Я видел ее в ту ночь. Мы встретились в казино. Мы танцевали, играли в карты, выпили немного. Потом я проводил ее домой. В ее узкой кроватке мы занимались любовью, и — вот что — она была совершенно спокойна. Более того, она была счастлива. Я уверен, она была спокойна и счастлива, по-настоящему. Лазард ошибся. Я понял: он ошибся, вот и все.
Уилшир крепко прижимал Анну к груди. Сигарета дотлела до самых его пальцев, но пальцы уже не дрожали, как в начале разговора. Уилшир прикурил очередную сигарету и снова отхлебнул глоток бренди. Анна замерла, думать она могла только о Карле Фоссе, гадать, что же такое «по-настоящему» и как можно узнать правду о ком бы то ни было. Карл Фосс не знал о той девушке, в которую был влюблен его отец. Ему пришлось рассыпать прах отца на могиле незнакомки, чужого человека. А затем перед ее глазами словно образ из сна, внезапно осмысленный белым днем, непрошено явилась Мафалда, вертящая в руках глиняную статуэтку женщины, чьи глаза скрыты повязкой — Amor é cego, любовь слепа.
— На следующий день Лазард предупредил, что Джуди отказали в продлении визы. Оставалось два или три дня до ее отъезда. Мы вместе обратились к капитану Лоуренсу, но тот заявил, что помочь не в силах. Лазард ходил к нему, предлагал деньги — впустую. Было ясно, что дело политическое. Лазард посулил заплатить Лоуренсу только за то, чтобы тот объяснил, почему Джуди не дают визу, и добился одного лишь слова: американуш. Все в точности, как и предсказывал Лазард: шпионку забирали домой. Еще Лазард выяснил, что сделка предусматривает нефтяной контракт.
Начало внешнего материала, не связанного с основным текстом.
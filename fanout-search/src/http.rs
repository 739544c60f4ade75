//! Shared HTTP client construction for provider requests.
//!
//! The DuckDuckGo HTML endpoint turns away requests that look automated, so
//! the client sends a browser Accept-Language and, unless `user_agent` is set,
//! a User-Agent drawn from [`USER_AGENTS`] once per client.

use rand::seq::SliceRandom;
use reqwest::header::{ACCEPT_LANGUAGE, HeaderMap, HeaderValue};

use crate::config::SearchConfig;
use crate::error::SearchError;

/// Browser User-Agent strings used when none is configured.
pub const USER_AGENTS: &[&str] = &[
    "Mozilla/5.0 (Windows NT 10.0; Win64; x64) AppleWebKit/537.36 (KHTML, like Gecko) Chrome/131.0.0.0 Safari/537.36",
    "Mozilla/5.0 (Macintosh; Intel Mac OS X 10_15_7) AppleWebKit/537.36 (KHTML, like Gecko) Chrome/131.0.0.0 Safari/537.36",
    "Mozilla/5.0 (X11; Linux x86_64) AppleWebKit/537.36 (KHTML, like Gecko) Chrome/131.0.0.0 Safari/537.36",
    "Mozilla/5.0 (Windows NT 10.0; Win64; x64; rv:133.0) Gecko/20100101 Firefox/133.0",
    "Mozilla/5.0 (Macintosh; Intel Mac OS X 10.15; rv:133.0) Gecko/20100101 Firefox/133.0",
];

const MAX_REDIRECTS: usize = 5;

/// Build the [`reqwest::Client`] every provider shares.
///
/// The per-call timeout from `config` covers the whole request, body
/// included. Responses may be brotli or gzip encoded.
///
/// # Errors
///
/// Returns [`SearchError::Http`] if the TLS backend cannot be initialised.
pub fn build_client(config: &SearchConfig) -> Result<reqwest::Client, SearchError> {
    let user_agent = user_agent_for(config);
    tracing::debug!(%user_agent, timeout = ?config.timeout(), "building provider client");

    reqwest::Client::builder()
        .timeout(config.timeout())
        .user_agent(user_agent)
        .default_headers(browser_headers())
        .redirect(reqwest::redirect::Policy::limited(MAX_REDIRECTS))
        .build()
        .map_err(|e| SearchError::Http(format!("failed to build HTTP client: {e}")))
}

/// The configured User-Agent, or a random browser one when unset or blank.
pub fn user_agent_for(config: &SearchConfig) -> String {
    config
        .user_agent
        .as_deref()
        .map(str::trim)
        .filter(|ua| !ua.is_empty())
        .unwrap_or_else(|| {
            USER_AGENTS
                .choose(&mut rand::thread_rng())
                .copied()
                .unwrap_or(USER_AGENTS[0])
        })
        .to_owned()
}

fn browser_headers() -> HeaderMap {
    let mut headers = HeaderMap::new();
    headers.insert(ACCEPT_LANGUAGE, HeaderValue::from_static("en-US,en;q=0.9"));
    headers
}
Мне стало плохо. Буквально плохо: меня вырвало. Но Лазард торопил, надо действовать. Он велел выманить ее в Пе-да-Серра, и пусть приедет на своей машине. Предложить ей покататься в последний раз по серре или что-то в этом роде. Там он ждал нас.
Уилшир смолк, глаза его смотрели в безысходную даль — в неподвижную точку его памяти.
И вновь Анна почувствовала, как сжимается рука на ее плече. Поддержка и утешение — вот чем теперь стала эта рука. Анна была в ужасе. Каждая частичка тела по-своему реагировала на страшный смысл того, что происходило, того, что уже произошло. Ей казалось, что плоть отслаивается, пытается отделиться от разума с его жуткими выкладками. Она задыхалась, ей не хватало воздуха. А Уилшир продолжал свою повесть, как будто ему дышалось легко.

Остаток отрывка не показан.